== What to do ==
The answer is to be the full listing, unchanged in every line.

== Dataset records ==
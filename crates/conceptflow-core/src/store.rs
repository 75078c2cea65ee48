//! Per-user knowledge-state store.
//!
//! Each user owns an independent [`UserStates`] map behind its own mutex.
//! All mutation for one user goes through [`KnowledgeStateStore::with_user`],
//! which holds that user's lock for the whole closure; disjoint users only
//! share the brief registry lookup.

use std::collections::HashMap;
use std::sync::{Arc, Mutex, RwLock};

use chrono::{DateTime, Utc};

use crate::error::{KnowledgeError, KnowledgeResult};
use crate::graph::ConceptGraph;
use crate::model::{continuous_knowledge, KnowledgeLevel, UserKnowledgeState};

/// One user's node id -> state map.
#[derive(Debug, Clone, Default)]
pub struct UserStates {
    user_id: String,
    states: HashMap<String, UserKnowledgeState>,
}

impl UserStates {
    pub fn new(user_id: impl Into<String>) -> Self {
        Self {
            user_id: user_id.into(),
            states: HashMap::new(),
        }
    }

    pub fn user_id(&self) -> &str {
        &self.user_id
    }

    pub fn get(&self, node_id: &str) -> Option<&UserKnowledgeState> {
        self.states.get(node_id)
    }

    /// Stored level, or unknown when the node has no row yet.
    pub fn level(&self, node_id: &str) -> KnowledgeLevel {
        self.get(node_id)
            .map(|s| s.knowledge_state)
            .unwrap_or_default()
    }

    /// Confidence-blended value; 0 when the node has no row yet.
    pub fn continuous(&self, node_id: &str) -> f64 {
        continuous_knowledge(self.get(node_id))
    }

    pub fn len(&self) -> usize {
        self.states.len()
    }

    pub fn is_empty(&self) -> bool {
        self.states.is_empty()
    }

    pub fn iter(&self) -> impl Iterator<Item = &UserKnowledgeState> {
        self.states.values()
    }

    /// Quantize `value`, clamp `confidence`, and upsert the row.
    ///
    /// `first_known_at` is stamped the first time the row becomes known and
    /// is carried over unchanged by every later write.
    pub fn upsert(
        &mut self,
        node_id: &str,
        value: f64,
        confidence: f64,
        now: DateTime<Utc>,
    ) -> &UserKnowledgeState {
        let level = KnowledgeLevel::quantize(value);
        let confidence = if confidence.is_finite() {
            confidence.clamp(0.0, 1.0)
        } else {
            0.0
        };
        let previous_first_known = self.states.get(node_id).and_then(|s| s.first_known_at);
        let first_known_at = match previous_first_known {
            Some(at) => Some(at),
            None if level == KnowledgeLevel::Known => Some(now),
            None => None,
        };

        let state = UserKnowledgeState {
            user_id: self.user_id.clone(),
            node_id: node_id.to_string(),
            knowledge_state: level,
            confidence,
            last_updated: now,
            first_known_at,
        };
        self.states.insert(node_id.to_string(), state);
        &self.states[node_id]
    }
}

/// Registry of every user's knowledge states for one concept graph.
#[derive(Debug)]
pub struct KnowledgeStateStore {
    graph: Arc<ConceptGraph>,
    users: RwLock<HashMap<String, Arc<Mutex<UserStates>>>>,
}

impl KnowledgeStateStore {
    pub fn new(graph: Arc<ConceptGraph>) -> Self {
        Self {
            graph,
            users: RwLock::new(HashMap::new()),
        }
    }

    pub fn graph(&self) -> &Arc<ConceptGraph> {
        &self.graph
    }

    /// Current state of one (user, node) pair.
    pub fn get(&self, user_id: &str, node_id: &str) -> KnowledgeResult<Option<UserKnowledgeState>> {
        self.graph.require(node_id)?;
        self.inspect_user(user_id, |states| {
            states.and_then(|s| s.get(node_id).cloned())
        })
    }

    /// Quantize and upsert one row, stamped with the current time.
    pub fn set(
        &self,
        user_id: &str,
        node_id: &str,
        value: f64,
        confidence: f64,
    ) -> KnowledgeResult<UserKnowledgeState> {
        self.set_at(user_id, node_id, value, confidence, Utc::now())
    }

    /// [`set`](Self::set) with an explicit timestamp.
    pub fn set_at(
        &self,
        user_id: &str,
        node_id: &str,
        value: f64,
        confidence: f64,
        now: DateTime<Utc>,
    ) -> KnowledgeResult<UserKnowledgeState> {
        self.graph.require(node_id)?;
        self.with_user(user_id, |states| {
            states.upsert(node_id, value, confidence, now).clone()
        })
    }

    /// Run `f` with exclusive access to one user's map, creating it lazily.
    pub fn with_user<R>(
        &self,
        user_id: &str,
        f: impl FnOnce(&mut UserStates) -> R,
    ) -> KnowledgeResult<R> {
        let handle = self.handle(user_id)?;
        let mut states = handle
            .lock()
            .map_err(|_| KnowledgeError::StateLockPoisoned(user_id.to_string()))?;
        Ok(f(&mut states))
    }

    /// Run `f` with exclusive access to one user's map, if it exists.
    ///
    /// Returns `None` without calling `f` when the user has never been
    /// written.
    pub fn with_existing_user<R>(
        &self,
        user_id: &str,
        f: impl FnOnce(&mut UserStates) -> R,
    ) -> KnowledgeResult<Option<R>> {
        let handle = {
            let users = self
                .users
                .read()
                .map_err(|_| KnowledgeError::StateLockPoisoned(user_id.to_string()))?;
            users.get(user_id).cloned()
        };
        let Some(handle) = handle else {
            return Ok(None);
        };
        let mut states = handle
            .lock()
            .map_err(|_| KnowledgeError::StateLockPoisoned(user_id.to_string()))?;
        Ok(Some(f(&mut states)))
    }

    /// Run `f` against one user's map without creating it.
    ///
    /// `f` receives `None` when the user has never been written.
    pub fn inspect_user<R>(
        &self,
        user_id: &str,
        f: impl FnOnce(Option<&UserStates>) -> R,
    ) -> KnowledgeResult<R> {
        let handle = {
            let users = self
                .users
                .read()
                .map_err(|_| KnowledgeError::StateLockPoisoned(user_id.to_string()))?;
            users.get(user_id).cloned()
        };
        match handle {
            Some(handle) => {
                let states = handle
                    .lock()
                    .map_err(|_| KnowledgeError::StateLockPoisoned(user_id.to_string()))?;
                Ok(f(Some(&states)))
            }
            None => Ok(f(None)),
        }
    }

    /// Clone of one user's map, if the user exists.
    pub fn snapshot(&self, user_id: &str) -> KnowledgeResult<Option<UserStates>> {
        self.inspect_user(user_id, |states| states.cloned())
    }

    /// Every user with a map, sorted.
    pub fn user_ids(&self) -> KnowledgeResult<Vec<String>> {
        let users = self
            .users
            .read()
            .map_err(|_| KnowledgeError::StateLockPoisoned("*".to_string()))?;
        let mut ids: Vec<String> = users.keys().cloned().collect();
        ids.sort();
        Ok(ids)
    }

    fn handle(&self, user_id: &str) -> KnowledgeResult<Arc<Mutex<UserStates>>> {
        {
            let users = self
                .users
                .read()
                .map_err(|_| KnowledgeError::StateLockPoisoned(user_id.to_string()))?;
            if let Some(handle) = users.get(user_id) {
                return Ok(Arc::clone(handle));
            }
        }
        let mut users = self
            .users
            .write()
            .map_err(|_| KnowledgeError::StateLockPoisoned(user_id.to_string()))?;
        let handle = users
            .entry(user_id.to_string())
            .or_insert_with(|| {
                tracing::debug!(user_id, "creating knowledge state map");
                Arc::new(Mutex::new(UserStates::new(user_id)))
            });
        Ok(Arc::clone(handle))
    }
}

== Answer for this exercise ==
filename crates/conceptflow-core/src/store.rs
repository 75078c2cea65ee48
//! Per-user knowledge-state store.
//!
//! Each user owns an independent [`UserStates`] map behind its own mutex.
//! All mutation for one user goes through [`KnowledgeStateStore::with_user`],
//! which holds that user's lock for the whole closure; disjoint users only
//! share the brief registry lookup.

use std::collections::HashMap;
use std::sync::{Arc, Mutex, RwLock};

use chrono::{DateTime, Utc};

use crate::error::{KnowledgeError, KnowledgeResult};
use crate::graph::ConceptGraph;
use crate::model::{continuous_knowledge, KnowledgeLevel, UserKnowledgeState};

/// One user's node id -> state map.
#[derive(Debug, Clone, Default)]
pub struct UserStates {
    user_id: String,
    states: HashMap<String, UserKnowledgeState>,
}

impl UserStates {
    pub fn new(user_id: impl Into<String>) -> Self {
        Self {
            user_id: user_id.into(),
            states: HashMap::new(),
        }
    }

    pub fn user_id(&self) -> &str {
        &self.user_id
    }

    pub fn get(&self, node_id: &str) -> Option<&UserKnowledgeState> {
        self.states.get(node_id)
    }

    /// Stored level, or unknown when the node has no row yet.
    pub fn level(&self, node_id: &str) -> KnowledgeLevel {
        self.get(node_id)
            .map(|s| s.knowledge_state)
            .unwrap_or_default()
    }

    /// Confidence-blended value; 0 when the node has no row yet.
    pub fn continuous(&self, node_id: &str) -> f64 {
        continuous_knowledge(self.get(node_id))
    }

    pub fn len(&self) -> usize {
        self.states.len()
    }

    pub fn is_empty(&self) -> bool {
        self.states.is_empty()
    }

    pub fn iter(&self) -> impl Iterator<Item = &UserKnowledgeState> {
        self.states.values()
    }

    /// Quantize `value`, clamp `confidence`, and upsert the row.
    ///
    /// `first_known_at` is stamped the first time the row becomes known and
    /// is carried over unchanged by every later write.
    pub fn upsert(
        &mut self,
        node_id: &str,
        value: f64,
        confidence: f64,
        now: DateTime<Utc>,
    ) -> &UserKnowledgeState {
        let level = KnowledgeLevel::quantize(value);
        let confidence = if confidence.is_finite() {
            confidence.clamp(0.0, 1.0)
        } else {
            0.0
        };
        let previous_first_known = self.states.get(node_id).and_then(|s| s.first_known_at);
        let first_known_at = match previous_first_known {
            Some(at) => Some(at),
            None if level == KnowledgeLevel::Known => Some(now),
            None => None,
        };

        let state = UserKnowledgeState {
            user_id: self.user_id.clone(),
            node_id: node_id.to_string(),
            knowledge_state: level,
            confidence,
            last_updated: now,
            first_known_at,
        };
        self.states.insert(node_id.to_string(), state);
        &self.states[node_id]
    }
}

/// Registry of every user's knowledge states for one concept graph.
#[derive(Debug)]
pub struct KnowledgeStateStore {
    graph: Arc<ConceptGraph>,
    users: RwLock<HashMap<String, Arc<Mutex<UserStates>>>>,
}

impl KnowledgeStateStore {
    pub fn new(graph: Arc<ConceptGraph>) -> Self {
        Self {
            graph,
            users: RwLock::new(HashMap::new()),
        }
    }

    pub fn graph(&self) -> &Arc<ConceptGraph> {
        &self.graph
    }

    /// Current state of one (user, node) pair.
    pub fn get(&self, user_id: &str, node_id: &str) -> KnowledgeResult<Option<UserKnowledgeState>> {
        self.graph.require(node_id)?;
        self.inspect_user(user_id, |states| {
            states.and_then(|s| s.get(node_id).cloned())
        })
    }

    /// Quantize and upsert one row, stamped with the current time.
    pub fn set(
        &self,
        user_id: &str,
        node_id: &str,
        value: f64,
        confidence: f64,
    ) -> KnowledgeResult<UserKnowledgeState> {
        self.set_at(user_id, node_id, value, confidence, Utc::now())
    }

    /// [`set`](Self::set) with an explicit timestamp.
    pub fn set_at(
        &self,
        user_id: &str,
        node_id: &str,
        value: f64,
        confidence: f64,
        now: DateTime<Utc>,
    ) -> KnowledgeResult<UserKnowledgeState> {
        self.graph.require(node_id)?;
        self.with_user(user_id, |states| {
            states.upsert(node_id, value, confidence, now).clone()
        })
    }

    /// Run `f` with exclusive access to one user's map, creating it lazily.
    pub fn with_user<R>(
        &self,
        user_id: &str,
        f: impl FnOnce(&mut UserStates) -> R,
    ) -> KnowledgeResult<R> {
        let handle = self.handle(user_id)?;
        let mut states = handle
            .lock()
            .map_err(|_| KnowledgeError::StateLockPoisoned(user_id.to_string()))?;
        Ok(f(&mut states))
    }

    /// Run `f` with exclusive access to one user's map, if it exists.
    ///
    /// Returns `None` without calling `f` when the user has never been
    /// written.
    pub fn with_existing_user<R>(
        &self,
        user_id: &str,
        f: impl FnOnce(&mut UserStates) -> R,
    ) -> KnowledgeResult<Option<R>> {
        let handle = {
            let users = self
                .users
                .read()
                .map_err(|_| KnowledgeError::StateLockPoisoned(user_id.to_string()))?;
            users.get(user_id).cloned()
        };
        let Some(handle) = handle else {
            return Ok(None);
        };
        let mut states = handle
            .lock()
            .map_err(|_| KnowledgeError::StateLockPoisoned(user_id.to_string()))?;
        Ok(Some(f(&mut states)))
    }

    /// Run `f` against one user's map without creating it.
    ///
    /// `f` receives `None` when the user has never been written.
    pub fn inspect_user<R>(
        &self,
        user_id: &str,
        f: impl FnOnce(Option<&UserStates>) -> R,
    ) -> KnowledgeResult<R> {
        let handle = {
            let users = self
                .users
                .read()
                .map_err(|_| KnowledgeError::StateLockPoisoned(user_id.to_string()))?;
            users.get(user_id).cloned()
        };
        match handle {
            Some(handle) => {
                let states = handle
                    .lock()
                    .map_err(|_| KnowledgeError::StateLockPoisoned(user_id.to_string()))?;
                Ok(f(Some(&states)))
            }
            None => Ok(f(None)),
        }
    }

    /// Clone of one user's map, if the user exists.
    pub fn snapshot(&self, user_id: &str) -> KnowledgeResult<Option<UserStates>> {
        self.inspect_user(user_id, |states| states.cloned())
    }

    /// Every user with a map, sorted.
    pub fn user_ids(&self) -> KnowledgeResult<Vec<String>> {
        let users = self
            .users
            .read()
            .map_err(|_| KnowledgeError::StateLockPoisoned("*".to_string()))?;
        let mut ids: Vec<String> = users.keys().cloned().collect();
        ids.sort();
        Ok(ids)
    }

    fn handle(&self, user_id: &str) -> KnowledgeResult<Arc<Mutex<UserStates>>> {
        {
            let users = self
                .users
                .read()
                .map_err(|_| KnowledgeError::StateLockPoisoned(user_id.to_string()))?;
            if let Some(handle) = users.get(user_id) {
                return Ok(Arc::clone(handle));
            }
        }
        let mut users = self
            .users
            .write()
            .map_err(|_| KnowledgeError::StateLockPoisoned(user_id.to_string()))?;
        let handle = users
            .entry(user_id.to_string())
            .or_insert_with(|| {
                tracing::debug!(user_id, "creating knowledge state map");
                Arc::new(Mutex::new(UserStates::new(user_id)))
            });
        Ok(Arc::clone(handle))
    }
}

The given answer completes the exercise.